Section 40A(1) states:

    ''This section applies, notwithstanding anything in section 40 above, where in the case of a person who has been arrested but not charged . . . it is not reasonably practicable for an officer of at least the rank of inspector to be present in the police station where that person is held to carry out any review of that person's detention that is required by subsection (1)(b) of that section''.

The review is not a conferencing review. Section 40A(2) continues:

    ''The review may be carried out by an officer of at least the rank of inspector who has access to a means of communication by telephone to persons in the police station where the arrested person is held.''

The Minister and I may be on common ground, but under the current rules it is possible to carry out reviews of detention of a person who has not been charged by telephone. To that extent, the explanatory notes are misleading or I have not understood something important about them. What is the consequence of the clause as it stands?

The new subsection seems to remove the need for the involvement of any police officer at inspector rank. It states:

    ''A review under section 40(1)(b) may be carried out by means of a discussion, conducted by telephone, with one or more persons at the police station where the arrested person is held.''

The new subsection does not specify who is supposed to carry out the necessary discussion. It is a wondrously nebulous concept that to carry out a review one has only to pick up a telephone and talk to some unspecified disembodied individual at the other end. What is the intention behind this provision? I detect that the need for the inspector's presence at the other end of the telephone has been removed.

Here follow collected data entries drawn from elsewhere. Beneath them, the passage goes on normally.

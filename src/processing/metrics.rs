//! Derived delivery metrics.
//!
//! `pending`, `delivery_percent` and `route_percent` are pure functions of a record's
//! `total_orders`, `delivered` and `failed` text. [`recompute`] is the only place they are written.

use crate::coercion::{is_blank, to_non_negative_int};
use crate::types::DeliveryRecord;

/// Percentage reported for degenerate inputs (no total, nothing reported).
pub const ZERO_PERCENT: &str = "0%";

/// Format a percentage rounded to one decimal place, e.g. `98%`, `33.3%`.
///
/// Whole values drop the decimal.
pub fn format_percent(value: f64) -> String {
    let rounded = (value * 10.0).round() / 10.0;
    format!("{rounded}%")
}

/// `delivered / total`, as a one-decimal percentage.
///
/// Returns `"0%"` if either input is blank or `total` is zero.
pub fn compute_delivery_percent(delivered: &str, total: &str) -> String {
    if is_blank(delivered) || is_blank(total) {
        return ZERO_PERCENT.to_string();
    }
    let total = to_non_negative_int(total);
    if total == 0 {
        return ZERO_PERCENT.to_string();
    }
    let delivered = to_non_negative_int(delivered);
    format_percent(delivered as f64 / total as f64 * 100.0)
}

/// `(delivered + failed) / total`, as a one-decimal percentage.
///
/// Only a blank or zero `total` yields `"0%"`; blank counts are read as zero.
pub fn compute_route_percent(delivered: &str, failed: &str, total: &str) -> String {
    if is_blank(total) {
        return ZERO_PERCENT.to_string();
    }
    let total = to_non_negative_int(total);
    if total == 0 {
        return ZERO_PERCENT.to_string();
    }
    let handled = to_non_negative_int(delivered).saturating_add(to_non_negative_int(failed));
    format_percent(handled as f64 / total as f64 * 100.0)
}

/// `max(0, total - delivered - failed)` as text.
pub fn compute_pending(total: &str, delivered: &str, failed: &str) -> String {
    to_non_negative_int(total)
        .saturating_sub(to_non_negative_int(delivered))
        .saturating_sub(to_non_negative_int(failed))
        .to_string()
}

/// Rewrite the derived fields of `record` from its current counts.
///
/// Call after any change to `delivered` or `failed`.
pub fn recompute(record: &mut DeliveryRecord) {
    record.pending = compute_pending(&record.total_orders, &record.delivered, &record.failed);
    record.delivery_percent = compute_delivery_percent(&record.delivered, &record.total_orders);
    record.route_percent =
        compute_route_percent(&record.delivered, &record.failed, &record.total_orders);
}

/// Which percentage a value represents, selecting the banding thresholds.
#[derive(Debug, Clone, Copy, PartialEq, Eq)]
pub enum PercentKind {
    /// Delivered share of total orders.
    Delivery,
    /// Handled (delivered + failed) share of total orders.
    Route,
}

/// Performance band of a percentage, best first.
#[derive(Debug, Clone, Copy, PartialEq, Eq, PartialOrd, Ord)]
pub enum PerformanceBand {
    High,
    Medium,
    Low,
}

/// Classify a percent string (`"98%"`, `"96.5"`) into a [`PerformanceBand`].
///
/// - Route: exactly 100 → `High`; >= 96 → `Medium`; else `Low`.
/// - Delivery: >= 98 → `High`; >= 91 → `Medium`; else `Low`.
///
/// Unparsable text is treated as 0.
pub fn classify_percent(percent: &str, kind: PercentKind) -> PerformanceBand {
    let value = parse_percent(percent);
    match kind {
        PercentKind::Route => {
            if value == 100.0 {
                PerformanceBand::High
            } else if value >= 96.0 {
                PerformanceBand::Medium
            } else {
                PerformanceBand::Low
            }
        }
        PercentKind::Delivery => {
            if value >= 98.0 {
                PerformanceBand::High
            } else if value >= 91.0 {
                PerformanceBand::Medium
            } else {
                PerformanceBand::Low
            }
        }
    }
}

fn parse_percent(percent: &str) -> f64 {
    let trimmed = percent.trim();
    let number = trimmed.strip_suffix('%').unwrap_or(trimmed).trim();
    match number.parse::<f64>() {
        Ok(v) if v.is_finite() => v,
        _ => 0.0,
    }
}
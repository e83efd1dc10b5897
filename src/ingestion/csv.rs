//! CSV row source.

use std::path::Path;

use crate::error::{IngestionError, IngestionResult};
use crate::types::{DeliveryRecord, TabularRow};

use super::report::{parse_report, ReportOptions};

/// Ingest a CSV report export into driver records.
///
/// Rules:
///
/// - The first line is the header; its cells label the columns.
/// - Rows may be ragged (report exports often are).
/// - The report column (see [`ReportOptions::column`]) must exist in the header.
pub fn ingest_csv_from_path(path: impl AsRef<Path>, options: &ReportOptions) -> IngestionResult<Vec<DeliveryRecord>> {
    let rows = read_csv_rows_from_path(path, options)?;
    Ok(parse_report(&rows, options))
}

/// Ingest CSV report text into driver records.
pub fn ingest_csv_from_str(input: &str, options: &ReportOptions) -> IngestionResult<Vec<DeliveryRecord>> {
    let rows = read_csv_rows_from_str(input, options)?;
    Ok(parse_report(&rows, options))
}

/// Read CSV text into labelled rows without interpreting them.
pub fn read_csv_rows_from_str(input: &str, options: &ReportOptions) -> IngestionResult<Vec<TabularRow>> {
    let mut rdr = reader_builder().from_reader(input.as_bytes());
    read_csv_rows_from_reader(&mut rdr, options)
}

/// Read a CSV file into labelled rows without interpreting them.
pub fn read_csv_rows_from_path(path: impl AsRef<Path>, options: &ReportOptions) -> IngestionResult<Vec<TabularRow>> {
    let mut rdr = reader_builder().from_path(path)?;
    read_csv_rows_from_reader(&mut rdr, options)
}

/// Read labelled rows from an existing CSV reader.
///
/// The reader must be configured with `has_headers(true)`.
pub fn read_csv_rows_from_reader<R: std::io::Read>(
    rdr: &mut csv::Reader<R>,
    options: &ReportOptions,
) -> IngestionResult<Vec<TabularRow>> {
    let headers = rdr.headers()?.clone();
    if headers.is_empty() {
        return Err(IngestionError::NotTabular {
            message: "csv input has no header row".to_string(),
        });
    }
    options.validate_header(headers.iter())?;

    let mut rows = Vec::new();
    for result in rdr.records() {
        let record = result?;
        let row: TabularRow = record
            .iter()
            .enumerate()
            .map(|(i, cell)| (column_label(&headers, i), cell.to_string()))
            .collect();
        rows.push(row);
    }
    Ok(rows)
}

fn reader_builder() -> csv::ReaderBuilder {
    let mut builder = csv::ReaderBuilder::new();
    builder.has_headers(true).flexible(true);
    builder
}

// Cells past the header width get a positional label.
fn column_label(headers: &csv::StringRecord, idx: usize) -> String {
    match headers.get(idx) {
        Some(h) => h.to_string(),
        None => format!("__col{idx}"),
    }
}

Vera Baird: The hon. Gentleman has ''Archbold'' there, so can he tell us who is required to carry out a review under the existing section 40(1)(b) of PACE?

Mr. Grieve: Yes. Under that section, when a person is arrested but not charged, the work must be done by an officer of at least the rank of inspector who has not been directly involved in the investigation. The new section 40A appears to add the rider that if the inspector is not present at the police station, he can communicate over the telephone with those who are. It is perfectly comprehensible.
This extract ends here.